I don’t even know why I’d come in here. I needed to look for data storage, records left behind. I checked the weapons lockers to make sure there was nothing handy, like a package of drones, but they were empty. A firefight had left burn scars on the wall and there was a small crater impact from an explosive projectile next to one of the cubicles. Then I went back toward the offices.
I found the installation control center. Broken display surfaces were everywhere, chairs overturned, interfaces shattered on the floor, and a plastic cup still sat on a console, undisturbed, waiting for someone to pick it up again. Humans can’t work completely in the feed with multiple inputs the way I can, and bots like ART can. Some augmented humans have implanted interfaces that allow it, but not all humans want lots of things inserted into their brains, go figure. So they need these surfaces to project displays for group work. And the external data storage should be tied in here somewhere.
I picked a station, set a chair upright, and got out the small toolkit I had borrowed from ART’s crew storage and brought along in the large side pocket of my pants. (Armor doesn’t have pockets, so score one for ordinary human clothing.) I needed a power source to get the station operable again, but fortunately I had me.

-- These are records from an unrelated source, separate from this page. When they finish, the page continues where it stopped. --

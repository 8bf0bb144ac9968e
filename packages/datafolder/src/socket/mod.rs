//! WebSocket routing.
//!
//! Framing is the transport's job. This module only sees a socket as
//! something that can `send` and `close`, and expects the transport to report
//! incoming traffic through the `Connection` returned when the socket was
//! accepted:
//!
//! - `Connection::Relay`: the socket joined a broadcast path
//! - `Connection::Datafolder`: the socket belongs to a data folder and is
//!   (or will be) handed to its engine
//! - `Connection::Rejected`: the socket was closed on arrival

mod awaiting;
mod relay;

use std::sync::atomic::{AtomicU64, Ordering};
use std::sync::Arc;

use bytes::Bytes;
use tokio::sync::mpsc;
use tracing::{debug, trace};

use crate::context::{InboundRequest, Permissions};
use crate::error::SocketError;

pub use awaiting::{AwaitingSocket, AwaitingSockets};
pub use relay::{BroadcastRelay, RelayMember};

/// Close codes used when the service closes a socket itself.
pub mod close_code {
    /// The upgrade request had no usable path.
    pub const BAD_REQUEST: u16 = 400;
    /// The request lacks the `datafolder` permission.
    pub const FORBIDDEN: u16 = 403;
    /// The data folder failed to load.
    pub const INTERNAL_ERROR: u16 = 1011;
    /// The data folder was reloaded before the socket was delivered.
    pub const SERVICE_RESTART: u16 = 1012;
}

#[derive(Debug, Clone, PartialEq, Eq)]
pub enum Message {
    Text(String),
    Binary(Bytes),
}

impl From<&str> for Message {
    fn from(text: &str) -> Self {
        Message::Text(text.to_string())
    }
}

/// Inbound traffic forwarded to an engine-owned socket.
#[derive(Debug, Clone, PartialEq, Eq)]
pub enum SocketEvent {
    Message(Message),
    Error(String),
    Close { code: u16, reason: String },
}

/// Outbound half of an accepted socket.
pub trait WebSocket: Send + Sync {
    fn send(&self, message: Message) -> Result<(), SocketError>;
    fn close(&self, code: u16);
}

#[derive(Debug, Clone, Copy, PartialEq, Eq, Hash, PartialOrd, Ord)]
pub struct SocketId(u64);

impl SocketId {
    fn next() -> Self {
        static NEXT: AtomicU64 = AtomicU64::new(1);
        Self(NEXT.fetch_add(1, Ordering::Relaxed))
    }
}

impl std::fmt::Display for SocketId {
    fn fmt(&self, f: &mut std::fmt::Formatter<'_>) -> std::fmt::Result {
        write!(f, "ws-{}", self.0)
    }
}

/// An accepted socket with a process-unique identity.
#[derive(Clone)]
pub struct SocketHandle {
    id: SocketId,
    socket: Arc<dyn WebSocket>,
}

impl SocketHandle {
    pub fn new(socket: Arc<dyn WebSocket>) -> Self {
        Self {
            id: SocketId::next(),
            socket,
        }
    }

    pub fn id(&self) -> SocketId {
        self.id
    }

    pub fn send(&self, message: Message) -> Result<(), SocketError> {
        self.socket.send(message)
    }

    pub fn close(&self, code: u16) {
        debug!(socket = %self.id, code, "closing socket");
        self.socket.close(code);
    }
}

impl std::fmt::Debug for SocketHandle {
    fn fmt(&self, f: &mut std::fmt::Formatter<'_>) -> std::fmt::Result {
        f.debug_struct("SocketHandle").field("id", &self.id).finish()
    }
}

/// A socket upgrade as presented by the transport.
pub struct SocketUpgrade {
    pub request: InboundRequest,
    pub allow: Permissions,
    pub socket: Arc<dyn WebSocket>,
}

/// The service's side of an accepted socket.
#[derive(Debug)]
pub enum Connection {
    Relay(RelayMember),
    Datafolder(FolderMember),
    Rejected,
}

impl Connection {
    /// The transport received `message` on this socket.
    pub fn message(&self, message: Message) {
        match self {
            Connection::Relay(member) => member.message(message),
            Connection::Datafolder(member) => member.message(message),
            Connection::Rejected => {}
        }
    }

    /// The transport reported an error on this socket.
    pub fn error(self, reason: &str) {
        match self {
            Connection::Relay(member) => member.error(reason),
            Connection::Datafolder(member) => member.error(reason),
            Connection::Rejected => {}
        }
    }

    /// The socket closed.
    pub fn closed(self, code: u16, reason: &str) {
        match self {
            Connection::Relay(member) => member.closed(code, reason),
            Connection::Datafolder(member) => member.closed(code, reason),
            Connection::Rejected => {}
        }
    }
}

/// A data folder scoped socket, before or after delivery to its engine.
///
/// Traffic is queued on a channel the engine takes from `ClientConnect`, so
/// nothing the client sends while the folder loads is lost.
#[derive(Debug)]
pub struct FolderMember {
    mount: String,
    id: SocketId,
    incoming: mpsc::UnboundedSender<SocketEvent>,
    awaiting: Arc<AwaitingSockets>,
}

impl FolderMember {
    pub(crate) fn new(
        mount: String,
        id: SocketId,
        incoming: mpsc::UnboundedSender<SocketEvent>,
        awaiting: Arc<AwaitingSockets>,
    ) -> Self {
        Self {
            mount,
            id,
            incoming,
            awaiting,
        }
    }

    pub fn mount(&self) -> &str {
        &self.mount
    }

    /// Queue `event` for the engine. Returns false once nobody reads it.
    fn forward(&self, event: SocketEvent) -> bool {
        match self.incoming.send(event) {
            Ok(()) => true,
            Err(mpsc::error::SendError(event)) => {
                trace!(
                    mount = %self.mount,
                    socket = %self.id,
                    ?event,
                    "engine stopped reading socket"
                );
                false
            }
        }
    }

    fn message(&self, message: Message) {
        self.forward(SocketEvent::Message(message));
    }

    fn error(self, reason: &str) {
        debug!(mount = %self.mount, socket = %self.id, reason, "datafolder socket error");
        if let Some(waiting) = self.awaiting.remove(&self.mount, self.id) {
            waiting.connect.socket.close(close_code::INTERNAL_ERROR);
        }
        self.forward(SocketEvent::Error(reason.to_string()));
    }

    fn closed(self, code: u16, reason: &str) {
        debug!(mount = %self.mount, socket = %self.id, code, reason, "datafolder socket closed");
        self.awaiting.remove(&self.mount, self.id);
        self.forward(SocketEvent::Close {
            code,
            reason: reason.to_string(),
        });
    }
}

I used the tools to open a port on the energy weapon in my right forearm. Doing it one-handed was tricky, but I’ve had to do worse. I used a patch cord to connect me to the console’s emergency power access and then the station hummed as it powered up. I couldn’t open the feed to control it directly, but I reached into the glittering projection and fished out the access for the Security Systems recorded storage. It had been wiped, but I’d been expecting that.
I started to check all the other storage, just in case it hadn’t been the company techs who had wiped SecSystem. The company wants everything recorded, work done in the feed, conversations, everything, so they can data mine it. A lot of that information is useless and gets deleted, but SecSystem has to hold on to it until the data mining bots can go over it, and so SecSystem often steals unused temporary storage space from other systems.